The massive wave of layoffs continues this year after a shocking number of job cuts in 2023, the worst year the tech industry has ever seen. Although the tech giants have weathered the crises and come out the other side relatively unharmed, many have continued cutting their staff numbers in the last two months.

After a peak in the first months of 2023, the wave of layoffs in the tech industry has gradually weakened but still resulted in the highest annual number of job cuts this industry has ever seen. However, it seems that tech companies are again picking up the pace of layoffs in 2024.

Last year, the tech companies, led by the industry’s giants, Google, Meta, Microsoft, and Amazon, laid off 262,915 people, or 100,000 more than a year before. Although the entire market significantly recovered from the 2023 crisis, with all the major companies seeing their revenues and stock values skyrocket, almost 170 companies, from retail and crypto to finance and transportation markets, have been forced to make painful cost-cutting measures this year.

As our charts, according to data from Layoffs. FYI shows that since the beginning of the year, tech companies have laid off 41,793 employees, or only 6,000 less than in the second half of 2023. Almost 40% of all job cuts in the past two months came from only four companies. Statistics show the German software service provider SAP leads in 2024 layoffs, with 8,000 job cuts as part of a “restructuring process” announced last month. Cisco, PayPal, and Farfetech follow, with 4,250, 2,500, and 2,000 layoffs, respectively.

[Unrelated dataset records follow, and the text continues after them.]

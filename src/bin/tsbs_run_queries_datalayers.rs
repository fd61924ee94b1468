// Copyright 2023 The tsbs-datalayers Authors
//
// Licensed under the Apache License, Version 2.0 (the "License");
// you may not use this file except in compliance with the License.
// You may obtain a copy of the License at
//
//     http://www.apache.org/licenses/LICENSE-2.0
//
// Unless required by applicable law or agreed to in writing, software
// distributed under the License is distributed on an "AS IS" BASIS,
// WITHOUT WARRANTIES OR CONDITIONS OF ANY KIND, either express or implied.
// See the License for the specific language governing permissions and
// limitations under the License.

//! Run generated queries against Datalayers and report their latencies
//!
//! Usage:
//!   tsbs_run_queries_datalayers --file queries.json --workers 4

use std::fs::File;
use std::io::{self, BufReader, Read};
use std::process::ExitCode;
use std::sync::Arc;
use std::time::Instant;

use clap::Parser;
use snafu::ResultExt;
use tracing::{error, info};
use tracing_subscriber::FmtSubscriber;
use tsbs_datalayers::config::{DEFAULT_DATABASE, DEFAULT_ENDPOINT};
use tsbs_datalayers::error::{InvalidConfigSnafu, IoSnafu, JoinSnafu, SerdeJsonSnafu};
use tsbs_datalayers::{
    BenchmarkQuery, ClientOptions, FlightSqlClient, QueryRunner, QueryStats, Result,
};

#[derive(Parser, Debug)]
#[command(author, version, about, long_about = None)]
struct Args {
    /// Log verbosity: error, warn, info, debug or trace
    #[arg(long, env = "LOG_LEVEL", default_value = "info")]
    log_level: tracing::Level,

    /// Arrow Flight SQL endpoint of the Datalayers server
    #[arg(long, env = "DATALAYERS_SQL_ENDPOINT", default_value = DEFAULT_ENDPOINT)]
    sql_endpoint: String,

    #[arg(long, env = "DATALAYERS_USERNAME")]
    username: Option<String>,

    #[arg(long, env = "DATALAYERS_PASSWORD")]
    password: Option<String>,

    #[arg(long, default_value = DEFAULT_DATABASE)]
    db_name: String,

    /// Query file of JSON lines, `-` reads stdin
    #[arg(long, default_value = "-")]
    file: String,

    /// Number of concurrent query workers
    #[arg(long, default_value_t = 1)]
    workers: usize,

    /// Stop after this many queries, 0 runs all of them
    #[arg(long, default_value_t = 0)]
    max_queries: usize,

    /// Print every query response
    #[arg(long)]
    print_responses: bool,
}

#[tokio::main]
async fn main() -> ExitCode {
    let args = Args::parse();
    FmtSubscriber::builder()
        .with_max_level(args.log_level)
        .init();

    match run(args).await {
        Ok(()) => ExitCode::SUCCESS,
        Err(e) => {
            error!(error = %e, "Query run failed");
            ExitCode::FAILURE
        }
    }
}

fn read_queries(path: &str, limit: usize) -> Result<Vec<BenchmarkQuery>> {
    let reader: Box<dyn Read> = if path == "-" {
        Box::new(io::stdin())
    } else {
        Box::new(File::open(path).context(IoSnafu { path })?)
    };
    let stream = serde_json::Deserializer::from_reader(BufReader::new(reader))
        .into_iter::<BenchmarkQuery>();
    let limit = if limit == 0 { usize::MAX } else { limit };
    stream
        .take(limit)
        .map(|q| q.context(SerdeJsonSnafu))
        .collect()
}

async fn run(args: Args) -> Result<()> {
    if args.workers == 0 {
        return InvalidConfigSnafu {
            msg: "worker count must be at least 1",
        }
        .fail();
    }
    let queries = read_queries(&args.file, args.max_queries)?;
    info!(queries = queries.len(), workers = args.workers, "Running queries");

    let options = ClientOptions {
        endpoint: args.sql_endpoint,
        username: args.username,
        password: args.password,
        ..Default::default()
    };
    let client = FlightSqlClient::connect(&options)
        .await?
        .with_database(&args.db_name);
    let runner = Arc::new(QueryRunner::new(Arc::new(client)).print_responses(args.print_responses));

    let mut shards: Vec<Vec<BenchmarkQuery>> = vec![Vec::new(); args.workers];
    for (i, query) in queries.into_iter().enumerate() {
        shards[i % args.workers].push(query);
    }

    let start = Instant::now();
    let handles: Vec<_> = shards
        .into_iter()
        .map(|shard| {
            let runner = runner.clone();
            tokio::spawn(async move { runner.run_all(shard).await })
        })
        .collect();
    let mut stats = QueryStats::default();
    for handle in handles {
        stats.merge(handle.await.context(JoinSnafu)?);
    }

    println!("{stats}");
    println!("Wall clock time: {:.6}sec", start.elapsed().as_secs_f64());
    Ok(())
}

However, another six companies laid off 1,000 employees or more, including two GAFAM members, Microsoft and Google, Block, eBay, Wayfair, and Citrix. Analyzed by their location, most of the companies that made job cuts in 2024 are headquartered in the United States.

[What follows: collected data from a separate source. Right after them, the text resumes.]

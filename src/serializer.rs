// Copyright 2023 The tsbs-datalayers Authors
//
// Licensed under the Apache License, Version 2.0 (the "License");
// you may not use this file except in compliance with the License.
// You may obtain a copy of the License at
//
//     http://www.apache.org/licenses/LICENSE-2.0
//
// Unless required by applicable law or agreed to in writing, software
// distributed under the License is distributed on an "AS IS" BASIS,
// WITHOUT WARRANTIES OR CONDITIONS OF ANY KIND, either express or implied.
// See the License for the specific language governing permissions and
// limitations under the License.

//! Line codec for serialized points
//!
//! A point is written as one line:
//!
//! ```text
//! measurement timestamp key=value key=value ... t0,t1,...
//! ```
//!
//! where the trailing list holds one integer type tag per key=value pair.

use std::fmt::Write as _;
use std::io::{self, Write};

use snafu::ensure;

use crate::error::{self, Result};
use crate::point::{Field, FieldType, Point, NULL_SENTINEL};

/// Encode a point into a single line without the trailing newline.
///
/// Returns `None` for a point without tags and fields; such a point must not
/// produce a line at all.
pub fn encode(point: &Point) -> Option<String> {
    let mut line = String::with_capacity(256);
    encode_into(point, &mut line).then_some(line)
}

/// Encode a point into `buf`, replacing its contents.
///
/// Returns `false` and leaves `buf` empty when the point has no columns.
pub fn encode_into(point: &Point, buf: &mut String) -> bool {
    buf.clear();
    if point.is_empty() {
        return false;
    }

    buf.push_str(&point.measurement);
    buf.push(' ');
    buf.push_str(&point.timestamp);
    for field in point.columns() {
        buf.push(' ');
        buf.push_str(&field.name);
        buf.push('=');
        buf.push_str(field.wire_value());
    }
    buf.push(' ');
    for (i, field) in point.columns().enumerate() {
        if i > 0 {
            buf.push(',');
        }
        // Writing into a String cannot fail.
        let _ = write!(buf, "{}", field.data_type.tag());
    }
    true
}

/// Decode one line into a point. All columns land in `fields`.
pub fn decode(line: &str) -> Result<Point> {
    let tokens: Vec<&str> = line.split_ascii_whitespace().collect();
    ensure!(
        tokens.len() >= 3,
        error::MalformedLineSnafu {
            reason: format!("expected at least 3 tokens, found {}", tokens.len()),
        }
    );

    let (measurement, timestamp) = (tokens[0], tokens[1]);
    let pairs = &tokens[2..tokens.len() - 1];
    let types = tokens[tokens.len() - 1]
        .split(',')
        .map(str::parse::<FieldType>)
        .collect::<Result<Vec<_>>>()?;
    ensure!(
        types.len() == pairs.len(),
        error::TypeTagMismatchSnafu {
            tags: types.len(),
            pairs: pairs.len(),
        }
    );

    let mut fields = Vec::with_capacity(pairs.len());
    for (pair, data_type) in pairs.iter().zip(types) {
        let Some((name, value)) = pair.split_once('=') else {
            return error::MalformedLineSnafu {
                reason: format!("token {pair:?} is not a key=value pair"),
            }
            .fail();
        };
        let value = (value != NULL_SENTINEL).then(|| value.to_string());
        fields.push(Field {
            name: name.to_string(),
            data_type,
            value,
        });
    }

    Ok(Point {
        measurement: measurement.to_string(),
        timestamp: timestamp.to_string(),
        tags: Vec::new(),
        fields,
    })
}

/// Writes points as newline terminated lines, reusing one line buffer.
#[derive(Debug, Default)]
pub struct Serializer {
    buf: String,
}

impl Serializer {
    pub fn new() -> Self {
        Self::default()
    }

    /// Serialize a point to `w`. Points without columns are skipped.
    pub fn serialize<W: Write>(&mut self, point: &Point, w: &mut W) -> io::Result<()> {
        if !encode_into(point, &mut self.buf) {
            return Ok(());
        }
        self.buf.push('\n');
        w.write_all(self.buf.as_bytes())
    }
}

The latest layoffs have pushed the cumulative number of job cuts in the tech sector to shocking levels. Statistics show nearly half a million people working in the industry have lost their jobs since the beginning of 2021.

Even more shockingly, around 25 per cent of all job cuts came from only 15 companies, including the GAMAF group and other tech giants like Ericsson, Salesforce, Phillips, Micron, Bookin.com, IBM, Uber, and Twitter. US tech giants had a massive role in the total layoff figures, with eight out of the ten largest job cuts to date.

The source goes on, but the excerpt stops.